Lambeth Palace Facts

Here are some facts about Lambeth Palace.

  • The palace is the official home of the Archbishop of Canterbury, the leader of the Church of England. The line of Archbishops of Canterbury goes back more than 1,400 years.
  • The oldest part of Lambeth Palace dates from the 13th century, and over the centuries the building has been added to and altered. Much of the palace’s Gothic look was added in the 19th century.

Lambeth Palace

  • Scorch marks from a bomb that hit the palace during The Blitz of World War 2 can still be seen in the chapel.
  • The only person ever buried in the palace, Archbishop Parker, is buried under the chapel floor.
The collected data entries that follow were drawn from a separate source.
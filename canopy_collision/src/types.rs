// Copyright 2025 the Canopy Authors
// SPDX-License-Identifier: Apache-2.0 OR MIT

//! Detector inputs and outputs.

use alloc::vec::Vec;
use kurbo::{Point, Rect};

/// One ranked candidate drop target.
///
/// `metric` is detector-specific (overlap area for
/// [`RectIntersection`](crate::detectors::RectIntersection), squared distance
/// for the distance-based detectors); it is only meaningful relative to other
/// candidates from the same detector run.
#[derive(Clone, Debug, PartialEq)]
pub struct Collision<K> {
    /// Identifier of the droppable container.
    pub id: K,
    /// Ranking metric this candidate was ordered by.
    pub metric: f64,
}

/// Everything a detector may consult for one evaluation.
///
/// `droppables` carries only enabled containers with a current measurement,
/// in registration order. Disabled containers are filtered out upstream, at
/// consumption time, so a rect measured before a container was disabled never
/// reaches a detector.
#[derive(Debug)]
pub struct CollisionInput<'a, K> {
    /// The active draggable's rectangle, already translated by the session's
    /// accumulated delta.
    pub draggable_rect: Rect,
    /// Current pointer position, when the session has one.
    pub pointer: Option<Point>,
    /// Enabled droppable containers and their last-measured rectangles.
    pub droppables: &'a [(K, Rect)],
}

/// Ranks droppable containers against the active draggable.
///
/// Implementations must be pure functions of the input (no side effects, no
/// interior state) and must return candidates best-first. For equal metrics
/// the input order must be preserved (use a stable sort), so ties fall back
/// to registration order deterministically.
pub trait CollisionDetector<K> {
    /// Produce the ordered candidate list for one evaluation.
    fn detect(&self, input: &CollisionInput<'_, K>) -> Vec<Collision<K>>;
}

#[cfg(test)]
mod tests {
    use super::*;
    use canopy_geometry::from_ltwh;

    #[test]
    fn collision_equality_compares_id_and_metric() {
        let a = Collision { id: 1_u32, metric: 4.0 };
        let b = Collision { id: 1_u32, metric: 4.0 };
        let c = Collision { id: 2_u32, metric: 4.0 };
        assert_eq!(a, b);
        assert_ne!(a, c);
    }

    #[test]
    fn input_borrows_droppables() {
        let droppables = [(7_u32, from_ltwh(0.0, 0.0, 1.0, 1.0))];
        let input = CollisionInput {
            draggable_rect: from_ltwh(0.0, 0.0, 2.0, 2.0),
            pointer: None,
            droppables: &droppables,
        };
        assert_eq!(input.droppables.len(), 1);
    }
}
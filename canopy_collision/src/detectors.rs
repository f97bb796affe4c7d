// Copyright 2025 the Canopy Authors
// SPDX-License-Identifier: Apache-2.0 OR MIT

//! Built-in collision detectors.
//!
//! Each detector ranks by a single metric and relies on a stable sort so that
//! equal metrics keep input (registration) order. Metrics are finite for
//! finite inputs; a NaN comparison falls back to `Ordering::Equal`, keeping
//! the sort stable rather than panicking.

use alloc::vec::Vec;
use core::cmp::Ordering;

use canopy_geometry::{center_distance_squared, intersection_area};

use crate::types::{Collision, CollisionDetector, CollisionInput};

/// Rank by overlap area, largest first. Containers that do not overlap the
/// draggable are not candidates.
#[derive(Copy, Clone, Debug, Default)]
pub struct RectIntersection;

impl<K: Clone> CollisionDetector<K> for RectIntersection {
    fn detect(&self, input: &CollisionInput<'_, K>) -> Vec<Collision<K>> {
        let mut out = Vec::new();
        for (id, rect) in input.droppables {
            let area = intersection_area(input.draggable_rect, *rect);
            if area > 0.0 {
                out.push(Collision {
                    id: id.clone(),
                    metric: area,
                });
            }
        }
        out.sort_by(|a, b| b.metric.partial_cmp(&a.metric).unwrap_or(Ordering::Equal));
        out
    }
}

/// Rank every container by squared center-to-center distance, nearest first.
///
/// Unlike [`RectIntersection`] this never yields an empty list while any
/// container is measurable, which suits sortable-list style interactions
/// where the nearest slot should win even without overlap.
#[derive(Copy, Clone, Debug, Default)]
pub struct ClosestCenter;

impl<K: Clone> CollisionDetector<K> for ClosestCenter {
    fn detect(&self, input: &CollisionInput<'_, K>) -> Vec<Collision<K>> {
        let mut out = Vec::new();
        for (id, rect) in input.droppables {
            out.push(Collision {
                id: id.clone(),
                metric: center_distance_squared(input.draggable_rect, *rect),
            });
        }
        out.sort_by(|a, b| a.metric.partial_cmp(&b.metric).unwrap_or(Ordering::Equal));
        out
    }
}

/// Rank containers whose rectangle contains the pointer, nearest center
/// first. Yields nothing when the session has no pointer position.
#[derive(Copy, Clone, Debug, Default)]
pub struct PointerWithin;

impl<K: Clone> CollisionDetector<K> for PointerWithin {
    fn detect(&self, input: &CollisionInput<'_, K>) -> Vec<Collision<K>> {
        let Some(pointer) = input.pointer else {
            return Vec::new();
        };
        let mut out = Vec::new();
        for (id, rect) in input.droppables {
            if rect.contains(pointer) {
                out.push(Collision {
                    id: id.clone(),
                    metric: pointer.distance_squared(rect.center()),
                });
            }
        }
        out.sort_by(|a, b| a.metric.partial_cmp(&b.metric).unwrap_or(Ordering::Equal));
        out
    }
}
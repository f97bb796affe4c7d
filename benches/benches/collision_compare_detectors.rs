// Copyright 2025 the Canopy Authors
// SPDX-License-Identifier: Apache-2.0 OR MIT

use criterion::{Criterion, Throughput, black_box, criterion_group, criterion_main};

use canopy_collision::{
    ClosestCenter, CollisionDetector, CollisionInput, PointerWithin, RectIntersection,
};
use canopy_geometry::from_ltwh;
use kurbo::{Point, Rect};

fn gen_grid_droppables(n: usize, cell: f64) -> Vec<(u32, Rect)> {
    let mut out = Vec::with_capacity(n * n);
    for y in 0..n {
        for x in 0..n {
            let id = (y * n + x) as u32;
            out.push((id, from_ltwh(x as f64 * cell, y as f64 * cell, cell, cell)));
        }
    }
    out
}

fn bench_detector<D: CollisionDetector<u32>>(c: &mut Criterion, name: &str, detector: D) {
    let mut group = c.benchmark_group(name);
    for &n in &[8usize, 16, 32] {
        let droppables = gen_grid_droppables(n, 10.0);
        // A draggable straddling four cells near the middle of the grid.
        let mid = n as f64 * 5.0;
        let input = CollisionInput {
            draggable_rect: from_ltwh(mid - 7.0, mid - 7.0, 14.0, 14.0),
            pointer: Some(Point::new(mid, mid)),
            droppables: &droppables,
        };
        group.throughput(Throughput::Elements((n * n) as u64));
        group.bench_function(format!("detect_n{}", n * n), |b| {
            b.iter(|| {
                let hits = detector.detect(black_box(&input));
                black_box(hits.len());
            })
        });
    }
    group.finish();
}

fn bench_rect_intersection(c: &mut Criterion) {
    bench_detector(c, "rect_intersection", RectIntersection);
}

fn bench_closest_center(c: &mut Criterion) {
    bench_detector(c, "closest_center", ClosestCenter);
}

fn bench_pointer_within(c: &mut Criterion) {
    bench_detector(c, "pointer_within", PointerWithin);
}

criterion_group!(
    benches,
    bench_rect_intersection,
    bench_closest_center,
    bench_pointer_within,
);
criterion_main!(benches);
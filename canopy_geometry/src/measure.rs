// Copyright 2025 the Canopy Authors
// SPDX-License-Identifier: Apache-2.0 OR MIT

//! The [`Measurable`] node-handle seam.
//!
//! The drag-and-drop core never reads live geometry itself. Registration
//! hands it a node handle implementing [`Measurable`]; the measurement
//! scheduler calls [`Measurable::measure`] when a cycle runs. A handle whose
//! node is currently detached or hidden returns `None` and is simply omitted
//! from that cycle's snapshot; it is never an error.

use core::cell::Cell;

use alloc::rc::Rc;
use kurbo::Rect;

/// A handle to something with a readable axis-aligned bounding rectangle.
///
/// Implementations must be cheap to call; the scheduler may measure every
/// registered container in one cycle.
pub trait Measurable {
    /// Read the current bounding rectangle, or `None` if the node cannot be
    /// measured right now (detached, hidden, not yet laid out).
    fn measure(&self) -> Option<Rect>;
}

/// A bare rectangle measures as itself. Useful for tests and fixed layouts.
impl Measurable for Rect {
    #[inline]
    fn measure(&self) -> Option<Rect> {
        Some(*self)
    }
}

/// A cell the embedder updates as layout changes; `None` while unmeasurable.
impl Measurable for Cell<Option<Rect>> {
    #[inline]
    fn measure(&self) -> Option<Rect> {
        self.get()
    }
}

/// Shared handles measure through their target, so the embedder can keep one
/// end and mutate geometry while the registry owns the other.
impl<M: Measurable> Measurable for Rc<M> {
    #[inline]
    fn measure(&self) -> Option<Rect> {
        (**self).measure()
    }
}
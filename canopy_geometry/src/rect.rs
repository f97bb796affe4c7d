// Copyright 2025 the Canopy Authors
// SPDX-License-Identifier: Apache-2.0 OR MIT

//! Pure rectangle helpers over [`kurbo::Rect`].
//!
//! Inputs are assumed finite (no NaNs). All functions are value-in/value-out;
//! none of them touch shared state, so they can be re-evaluated every frame.

use kurbo::{Rect, Vec2};

/// Build a [`Rect`] from a left/top origin plus extents.
///
/// This matches the `{left, top, width, height}` shape produced by client
/// rectangle measurements; `right`/`bottom` are derived.
#[inline]
pub fn from_ltwh(left: f64, top: f64, width: f64, height: f64) -> Rect {
    Rect::new(left, top, left + width, top + height)
}

/// Translate a rectangle by `delta`, preserving its extents.
#[inline]
pub fn translated(rect: Rect, delta: Vec2) -> Rect {
    Rect::new(
        rect.x0 + delta.x,
        rect.y0 + delta.y,
        rect.x1 + delta.x,
        rect.y1 + delta.y,
    )
}

/// Scale a rectangle's extents about its own left/top corner.
///
/// Used to undo or apply a node's layout scale without moving its origin.
#[inline]
pub fn scaled(rect: Rect, sx: f64, sy: f64) -> Rect {
    Rect::new(
        rect.x0,
        rect.y0,
        rect.x0 + rect.width() * sx,
        rect.y0 + rect.height() * sy,
    )
}

/// Area of the overlap of two rectangles; `0.0` when they are disjoint.
#[inline]
pub fn intersection_area(a: Rect, b: Rect) -> f64 {
    let w = (a.x1.min(b.x1) - a.x0.max(b.x0)).max(0.0);
    let h = (a.y1.min(b.y1) - a.y0.max(b.y0)).max(0.0);
    w * h
}

/// Squared distance between the centers of two rectangles.
///
/// Squared on purpose: ranking only needs a monotonic metric, and skipping the
/// square root keeps this available without `std` or `libm`.
#[inline]
pub fn center_distance_squared(a: Rect, b: Rect) -> f64 {
    a.center().distance_squared(b.center())
}
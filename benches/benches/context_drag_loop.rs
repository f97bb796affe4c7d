// Copyright 2025 the Canopy Authors
// SPDX-License-Identifier: Apache-2.0 OR MIT

use criterion::{BatchSize, Criterion, Throughput, black_box, criterion_group, criterion_main};

use canopy_core::{DndContext, MeasuringConfig, MeasuringFrequency, MeasuringStrategy};
use canopy_geometry::from_ltwh;
use kurbo::{Point, Rect};

type Ctx = DndContext<u32, Rect>;

fn always_optimized() -> MeasuringConfig {
    MeasuringConfig::new(MeasuringStrategy::Always, MeasuringFrequency::Optimized)
}

/// Context with `count` droppables laid out in a row, committed and measured.
fn populated_ctx(count: usize) -> Ctx {
    let mut ctx = Ctx::new(always_optimized());
    let _ = ctx.register_draggable(0, from_ltwh(0.0, 0.0, 10.0, 10.0), None, ());
    for i in 0..count {
        let _ = ctx.register_droppable(
            (i + 1) as u32,
            from_ltwh(i as f64 * 12.0, 0.0, 10.0, 10.0),
            (),
        );
    }
    let _ = ctx.commit();
    ctx.run_scheduled();
    ctx
}

fn bench_register_commit(c: &mut Criterion) {
    let mut group = c.benchmark_group("register_commit");
    for &n in &[64usize, 256, 1024] {
        group.throughput(Throughput::Elements(n as u64));
        group.bench_function(format!("batch_n{n}"), |b| {
            b.iter_batched(
                || Ctx::new(always_optimized()),
                |mut ctx| {
                    for i in 0..n {
                        let _ = ctx.register_droppable(
                            i as u32,
                            from_ltwh(i as f64 * 12.0, 0.0, 10.0, 10.0),
                            (),
                        );
                    }
                    let summary = ctx.commit();
                    black_box(summary.droppables_registered.len());
                },
                BatchSize::SmallInput,
            )
        });
    }
    group.finish();
}

fn bench_measure_cycle(c: &mut Criterion) {
    let mut group = c.benchmark_group("measure_cycle");
    for &n in &[64usize, 256, 1024] {
        group.throughput(Throughput::Elements(n as u64));
        group.bench_function(format!("full_cycle_n{n}"), |b| {
            b.iter_batched(
                || populated_ctx(n),
                |mut ctx| {
                    ctx.request_measure_all();
                    black_box(ctx.run_scheduled());
                },
                BatchSize::SmallInput,
            )
        });
    }
    group.finish();
}

fn bench_drag_moves(c: &mut Criterion) {
    let mut group = c.benchmark_group("drag_moves");
    for &n in &[64usize, 256] {
        group.throughput(Throughput::Elements(256));
        group.bench_function(format!("moves256_droppables{n}"), |b| {
            b.iter_batched(
                || {
                    let mut ctx = populated_ctx(n);
                    ctx.drag_start(0, Point::new(0.0, 0.0));
                    ctx
                },
                |mut ctx| {
                    // Sweep across the row; every move re-ranks collisions.
                    for step in 0..256u32 {
                        ctx.drag_move(Point::new(f64::from(step) * 2.0, 0.0));
                        black_box(ctx.drop_target().map(|t| t.id));
                    }
                },
                BatchSize::SmallInput,
            )
        });
    }
    group.finish();
}

criterion_group!(
    benches,
    bench_register_commit,
    bench_measure_cycle,
    bench_drag_moves,
);
criterion_main!(benches);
  • Morton’s Tower, a red brick gatehouse, is the entrance to the palace. For several centuries, archbishops would hand out bread and soup to the poor, from the tower.
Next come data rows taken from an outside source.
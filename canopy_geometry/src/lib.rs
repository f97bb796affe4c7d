// Copyright 2025 the Canopy Authors
// SPDX-License-Identifier: Apache-2.0 OR MIT

// After you edit the crate's doc comment, run this command, then check README.md for any missing links
// cargo rdme --workspace-project=canopy_geometry --heading-base-level=0

//! Canopy Geometry: rectangle helpers and node measurement.
//!
//! This crate is the leaf of the Canopy stack. It provides:
//!
//! - Pure helpers over [`kurbo::Rect`] for the handful of operations the
//!   drag-and-drop core needs: construction from a left/top origin,
//!   translation, scaling, intersection area, and squared center distance.
//! - The [`Measurable`] trait, the seam between the core and whatever owns
//!   live node geometry. A measurement can fail (detached or hidden node),
//!   so it returns `Option<Rect>`.
//!
//! Higher layers (`canopy_core`, `canopy_collision`) consume these without
//! knowing where rectangles come from.
//!
//! # Example
//!
//! ```rust
//! use canopy_geometry::{from_ltwh, intersection_area, translated, Measurable};
//! use kurbo::Vec2;
//!
//! let a = from_ltwh(0.0, 0.0, 10.0, 10.0);
//! let b = from_ltwh(5.0, 5.0, 10.0, 10.0);
//! assert_eq!(intersection_area(a, b), 25.0);
//!
//! // A bare Rect is its own measurement; useful for tests and fixed layouts.
//! let moved = translated(a, Vec2::new(5.0, 5.0));
//! assert_eq!(moved.measure(), Some(b));
//! ```
//!
//! This crate is `no_std` and uses `alloc`.

#![no_std]

extern crate alloc;

pub mod measure;
pub mod rect;

pub use measure::Measurable;
pub use rect::{center_distance_squared, from_ltwh, intersection_area, scaled, translated};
  • One of the most unusual items displayed at Lambeth Palace is the shell of a tortoise, bought by Archbishop Laud in 1633. The tortoise lived to be 120.
  • The crypt is the oldest part of the palace, and its floor level was raised to avoid flooding. It has been used to store beer and wine, and as an air raid shelter during World War 2.
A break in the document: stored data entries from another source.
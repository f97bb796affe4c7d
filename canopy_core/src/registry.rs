// Copyright 2025 the Canopy Authors
// SPDX-License-Identifier: Apache-2.0 OR MIT

//! Insertion-ordered keyed registries and the pending-operation queue.
//!
//! ## Overview
//!
//! A [`Registry`] is a flat vector with linear lookup. Registries hold at
//! most a few dozen entries in practice, and iteration order doubles as
//! registration order (which downstream tie-breaking depends on), so a flat
//! scan beats a map here.
//!
//! Mutations issued through the coordination facade are not applied
//! immediately. They queue as [`PendingOp`] values and are drained atomically
//! by `DndContext::commit` at the end of the current turn, which reports the
//! net effect as one [`CommitSummary`]. Registering, unregistering, and
//! toggling disabled within one turn therefore produce exactly one
//! state-change notification, however many calls were made.

use alloc::vec::Vec;

use crate::types::{DraggableEntry, DroppableContainer, RegistrationKey};

/// Access to the registration key stored in an entry.
pub trait Keyed {
    /// The key of the entry's current registration lifetime.
    fn registration_key(&self) -> RegistrationKey;
}

impl<K, N, D> Keyed for DraggableEntry<K, N, D> {
    fn registration_key(&self) -> RegistrationKey {
        self.key
    }
}

impl<K, N, D> Keyed for DroppableContainer<K, N, D> {
    fn registration_key(&self) -> RegistrationKey {
        self.key
    }
}

/// An insertion-ordered keyed collection with key-guarded removal.
#[derive(Clone, Debug)]
pub struct Registry<K, E> {
    entries: Vec<(K, E)>,
}

impl<K, E> Default for Registry<K, E> {
    fn default() -> Self {
        Self::new()
    }
}

impl<K, E> Registry<K, E> {
    /// Create an empty registry.
    pub const fn new() -> Self {
        Self {
            entries: Vec::new(),
        }
    }

    /// Number of live entries.
    pub fn len(&self) -> usize {
        self.entries.len()
    }

    /// True when no entries are registered.
    pub fn is_empty(&self) -> bool {
        self.entries.is_empty()
    }

    /// Iterate entries in registration order.
    pub fn iter(&self) -> impl Iterator<Item = (&K, &E)> {
        self.entries.iter().map(|(k, e)| (k, e))
    }

    /// Iterate entries mutably in registration order.
    pub fn iter_mut(&mut self) -> impl Iterator<Item = &mut E> {
        self.entries.iter_mut().map(|(_, e)| e)
    }
}

impl<K: PartialEq, E: Keyed> Registry<K, E> {
    /// Insert or replace the entry for `id`.
    ///
    /// Replacing keeps the id's original position, so registration order,
    /// and with it collision tie-breaking, is stable across remounts.
    pub fn register(&mut self, id: K, entry: E) {
        match self.entries.iter_mut().find(|(k, _)| *k == id) {
            Some(slot) => slot.1 = entry,
            None => self.entries.push((id, entry)),
        }
    }

    /// Remove the entry for `id` if it still carries `key`.
    ///
    /// Returns whether an entry was removed. A mismatched key means a newer
    /// registration already replaced the entry; the call is then a no-op.
    pub fn unregister(&mut self, id: &K, key: RegistrationKey) -> bool {
        let Some(pos) = self.entries.iter().position(|(k, _)| k == id) else {
            return false;
        };
        if self.entries[pos].1.registration_key() != key {
            return false;
        }
        self.entries.remove(pos);
        true
    }

    /// Look up an entry by id.
    pub fn get(&self, id: &K) -> Option<&E> {
        self.entries.iter().find(|(k, _)| k == id).map(|(_, e)| e)
    }

    /// Look up an entry mutably by id.
    pub fn get_mut(&mut self, id: &K) -> Option<&mut E> {
        self.entries
            .iter_mut()
            .find(|(k, _)| k == id)
            .map(|(_, e)| e)
    }

    /// Whether `id` has a live entry.
    pub fn contains(&self, id: &K) -> bool {
        self.entries.iter().any(|(k, _)| k == id)
    }
}

/// A queued registry mutation, applied by `DndContext::commit`.
#[derive(Clone, Debug)]
pub(crate) enum PendingOp<K, N, D> {
    RegisterDraggable(DraggableEntry<K, N, D>),
    UnregisterDraggable { id: K, key: RegistrationKey },
    SetDraggableDisabled {
        id: K,
        key: RegistrationKey,
        disabled: bool,
    },
    RegisterDroppable(DroppableContainer<K, N, D>),
    UnregisterDroppable { id: K, key: RegistrationKey },
    SetDroppableDisabled {
        id: K,
        key: RegistrationKey,
        disabled: bool,
    },
}

/// Net registry changes applied by one `DndContext::commit`.
///
/// This is the single notification for the whole batch; an empty summary
/// means the commit observed no effective change.
#[derive(Clone, Debug)]
pub struct CommitSummary<K> {
    /// Draggable ids registered or re-registered.
    pub draggables_registered: Vec<K>,
    /// Draggable ids whose key-matched unregistration was applied.
    pub draggables_unregistered: Vec<K>,
    /// Draggable ids whose disabled flag changed.
    pub draggables_disabled_changed: Vec<K>,
    /// Droppable ids registered or re-registered.
    pub droppables_registered: Vec<K>,
    /// Droppable ids whose key-matched unregistration was applied.
    pub droppables_unregistered: Vec<K>,
    /// Droppable ids whose disabled flag changed.
    pub droppables_disabled_changed: Vec<K>,
}

impl<K> Default for CommitSummary<K> {
    fn default() -> Self {
        Self {
            draggables_registered: Vec::new(),
            draggables_unregistered: Vec::new(),
            draggables_disabled_changed: Vec::new(),
            droppables_registered: Vec::new(),
            droppables_unregistered: Vec::new(),
            droppables_disabled_changed: Vec::new(),
        }
    }
}

impl<K> CommitSummary<K> {
    /// True if the commit changed nothing.
    pub fn is_empty(&self) -> bool {
        self.draggables_registered.is_empty()
            && self.draggables_unregistered.is_empty()
            && self.draggables_disabled_changed.is_empty()
            && self.droppables_registered.is_empty()
            && self.droppables_unregistered.is_empty()
            && self.droppables_disabled_changed.is_empty()
    }
}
  • The library at Lambeth Palace was founded in 1610 and contains over 200,000 books. There are about 600 Medieval manuscripts in the library.
  • The garden at the palace is the oldest continually cultivated garden in London. It covers 10 acres and the public can work there as volunteers.
  • Next to Lambeth Palace is the parish church of St. Mary, dating from 1850. Buried in the churchyard is Admiral William Bligh, of Mutiny on the Bounty fame.